The United Nations’ arm saddled with global communications, the International Telecommunications Union (ITU), has hinged digital transformation across countries on skills’ upgrades by individuals and nations.
  
ITU said the lack of digital skills and access to digital networks slows efforts to rebuild safe, healthy and efficient social and working environments.

  
The UN body said there was a need to promote skills development and knowledge exchange to ensure everyone can thrive in a tech-driven post-COVID world.
  
According to international experts in the 2021 edition of Digital Skills Insights, released by the ITU on Monday, more efforts must be channeled to ensure that skills are upgraded across.
  
Digital Skills Insights 2021 provides experts’ insights to equip policy-makers and regulators for informed decision-making, encourage further research on the impact of COVID-19 on skills development, and help anticipate rapidly evolving digital skills requirements.
  
The experts recommended that countries need to collect data and evidence, take stock of current skill levels, and identify local gaps and needs before initiating policy measures or embarking on new initiatives. Also, national digital skills frameworks must be adapted to reflect each country’s labour market and skills gaps.
  
They pointed out that digital skills and access are interdependent, requiring concurrent implementation of last-mile connectivity, other infrastructure-related measures, and training initiatives.
  
ITU Secretary-General, Houlin Zhao, said: “Everyone deserves access, not just to digital devices and connectivity, but also to the essential skills and knowledge to thrive in today’s technological world.
  
“Closing the digital skills gap remains an essential, and increasingly urgent, aspect of establishing universal connectivity. Governments and industry must collaborate to help build and upgrade people’s digital skills in all countries.”

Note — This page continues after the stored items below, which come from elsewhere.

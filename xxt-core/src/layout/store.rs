//! Packed column storage for the X factor
//!
//! After separator ordering, the non-zeros of each column of X concentrate in
//! a short contiguous range of local rows. Only that window is stored, one
//! column after the other, in a single growable buffer.

use alloc::vec::Vec;

use crate::{validate_vector_len, Result, XxtError};

/// Dense `f64` buffer with an explicit capacity that doubles on overflow
#[derive(Debug, Clone, PartialEq, Default)]
pub struct GrowableBuffer {
    data: Vec<f64>,
    capacity: usize,
}

impl GrowableBuffer {
    /// Allocate a buffer able to hold `capacity` values without growing
    pub fn with_capacity(capacity: usize) -> Result<Self> {
        let mut data = Vec::new();
        data.try_reserve_exact(capacity)
            .map_err(|_| XxtError::AllocationFailed { requested: capacity })?;
        Ok(Self { data, capacity })
    }

    /// Number of stored values
    pub fn len(&self) -> usize {
        self.data.len()
    }

    /// Whether nothing is stored
    pub fn is_empty(&self) -> bool {
        self.data.is_empty()
    }

    /// Current capacity in values
    pub fn capacity(&self) -> usize {
        self.capacity
    }

    /// Stored values
    pub fn as_slice(&self) -> &[f64] {
        &self.data
    }

    /// Append `values`, doubling the capacity until they fit
    ///
    /// Returns the number of doublings performed.
    pub fn extend_from_slice(&mut self, values: &[f64]) -> Result<u32> {
        let required = self
            .data
            .len()
            .checked_add(values.len())
            .ok_or(XxtError::AllocationFailed { requested: usize::MAX })?;
        let doublings = self.grow_to_fit(required)?;
        self.data.extend_from_slice(values);
        Ok(doublings)
    }

    fn grow_to_fit(&mut self, required: usize) -> Result<u32> {
        if required <= self.capacity {
            return Ok(0);
        }

        let mut target = self.capacity.max(1);
        let mut doublings = 0;
        while target < required {
            target = target
                .checked_mul(2)
                .ok_or(XxtError::AllocationFailed { requested: required })?;
            doublings += 1;
        }

        self.data
            .try_reserve_exact(target - self.data.len())
            .map_err(|_| XxtError::AllocationFailed { requested: target })?;
        self.capacity = target;
        Ok(doublings)
    }
}

/// Location of one stored column
#[derive(Debug, Clone, Copy, PartialEq, Eq, Default)]
#[cfg_attr(feature = "serde", derive(serde::Serialize, serde::Deserialize))]
pub struct ColumnWindow {
    /// First local row of the non-zero window
    pub offset: usize,
    /// Number of rows in the window
    pub len: usize,
    /// Position of the window inside the packed buffer
    pub start: usize,
}

impl ColumnWindow {
    /// Local row range covered by the window
    pub fn rows(&self) -> core::ops::Range<usize> {
        self.offset..self.offset + self.len
    }

    /// Buffer range holding the window
    pub fn values(&self) -> core::ops::Range<usize> {
        self.start..self.start + self.len
    }
}

/// Local slice of the factor X: `rows` owned rows by any number of columns
#[derive(Debug, Clone, PartialEq)]
pub struct FactorStore {
    rows: usize,
    columns: Vec<ColumnWindow>,
    values: GrowableBuffer,
    stages: Vec<usize>,
    doublings: u32,
}

impl FactorStore {
    /// Create an empty store
    pub fn new(rows: usize, expected_columns: usize, capacity: usize) -> Result<Self> {
        let mut columns = Vec::new();
        columns
            .try_reserve_exact(expected_columns)
            .map_err(|_| XxtError::AllocationFailed {
                requested: expected_columns,
            })?;

        Ok(Self {
            rows,
            columns,
            values: GrowableBuffer::with_capacity(capacity)?,
            stages: Vec::new(),
            doublings: 0,
        })
    }

    /// Compress `column` to its non-zero window and append it
    pub fn push_column(&mut self, column: &[f64]) -> Result<ColumnWindow> {
        validate_vector_len(self.rows, column.len())?;

        let window = match column.iter().position(|&x| x != 0.0) {
            Some(first) => {
                let last = column.iter().rposition(|&x| x != 0.0).unwrap_or(first);
                ColumnWindow {
                    offset: first,
                    len: last - first + 1,
                    start: self.values.len(),
                }
            }
            None => ColumnWindow {
                offset: 0,
                len: 0,
                start: self.values.len(),
            },
        };

        self.doublings += self.values.extend_from_slice(&column[window.rows()])?;
        self.columns.push(window);
        Ok(window)
    }

    /// Append a column with no stored entries
    pub fn push_empty(&mut self) -> ColumnWindow {
        let window = ColumnWindow {
            offset: 0,
            len: 0,
            start: self.values.len(),
        };
        self.columns.push(window);
        window
    }

    /// Local row count
    pub fn rows(&self) -> usize {
        self.rows
    }

    /// Number of stored columns
    pub fn num_columns(&self) -> usize {
        self.columns.len()
    }

    /// Number of stored values
    pub fn nnz(&self) -> usize {
        self.values.len()
    }

    /// Capacity of the packed buffer
    pub fn capacity(&self) -> usize {
        self.values.capacity()
    }

    /// How many times the packed buffer doubled
    pub fn doublings(&self) -> u32 {
        self.doublings
    }

    /// Window and values of column `k`
    pub fn column(&self, k: usize) -> Option<(ColumnWindow, &[f64])> {
        let window = *self.columns.get(k)?;
        Some((window, &self.values.as_slice()[window.values()]))
    }

    /// Iterate over `(window, values)` of all columns in order
    pub fn columns(&self) -> impl Iterator<Item = (ColumnWindow, &[f64])> + '_ {
        let values = self.values.as_slice();
        self.columns
            .iter()
            .map(move |window| (*window, &values[window.values()]))
    }

    /// `uu[k] = u[window_k] · X_k` for the first `uu.len()` columns
    pub fn project(&self, u: &[f64], uu: &mut [f64]) -> Result<()> {
        validate_vector_len(self.rows, u.len())?;
        for (slot, (window, values)) in uu.iter_mut().zip(self.columns()) {
            *slot = u[window.rows()]
                .iter()
                .zip(values)
                .map(|(a, b)| a * b)
                .sum();
        }
        Ok(())
    }

    /// `out[window_k] += coeffs[k] · X_k` for the first `coeffs.len()` columns
    pub fn accumulate(&self, coeffs: &[f64], out: &mut [f64]) -> Result<()> {
        validate_vector_len(self.rows, out.len())?;
        for (&coeff, (window, values)) in coeffs.iter().zip(self.columns()) {
            for (o, x) in out[window.rows()].iter_mut().zip(values) {
                *o += coeff * x;
            }
        }
        Ok(())
    }

    /// Record the column offsets of level transitions
    pub fn set_stages(&mut self, stages: Vec<usize>) {
        self.stages = stages;
    }

    /// Column offsets of level transitions (length `L + 1`)
    pub fn stages(&self) -> &[usize] {
        &self.stages
    }

    /// Length of the largest message a solve exchanges
    pub fn message_size(&self) -> usize {
        match (self.stages.first(), self.stages.last()) {
            (Some(first), Some(last)) => last - first,
            _ => 0,
        }
    }
}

Zhao said the world has paid more attention to digital skills over the past year, with countries looking closely at supply and demand for key competencies, researchers evaluating the impact of ongoing digital transformation, and policy-makers reviewing current frameworks and designing new interventions to address skills gaps for future requirements at the national level.
 
Deepening the conversation, Director of the ITU Telecommunication Development Bureau, Doreen Bogdan-Martin, said in this period of continued uncertainty, a collective global effort is needed to ensure that everyone, everywhere, has digital skills and network access.

 
“These are prerequisites to adjust to a ‘new normal’ and come out stronger. Lack of digital skills and access, in contrast, are barriers that slow down joint efforts and exacerbate an already existing and stark digital divide,” Bogdan-Martin stated.
 
To address digital skills gaps, the experts said countries striving for digital transformation need to start with rigorous data and evidence collection, address specific digital skills gaps, and roll out relevant training in parallel with new network infrastructure.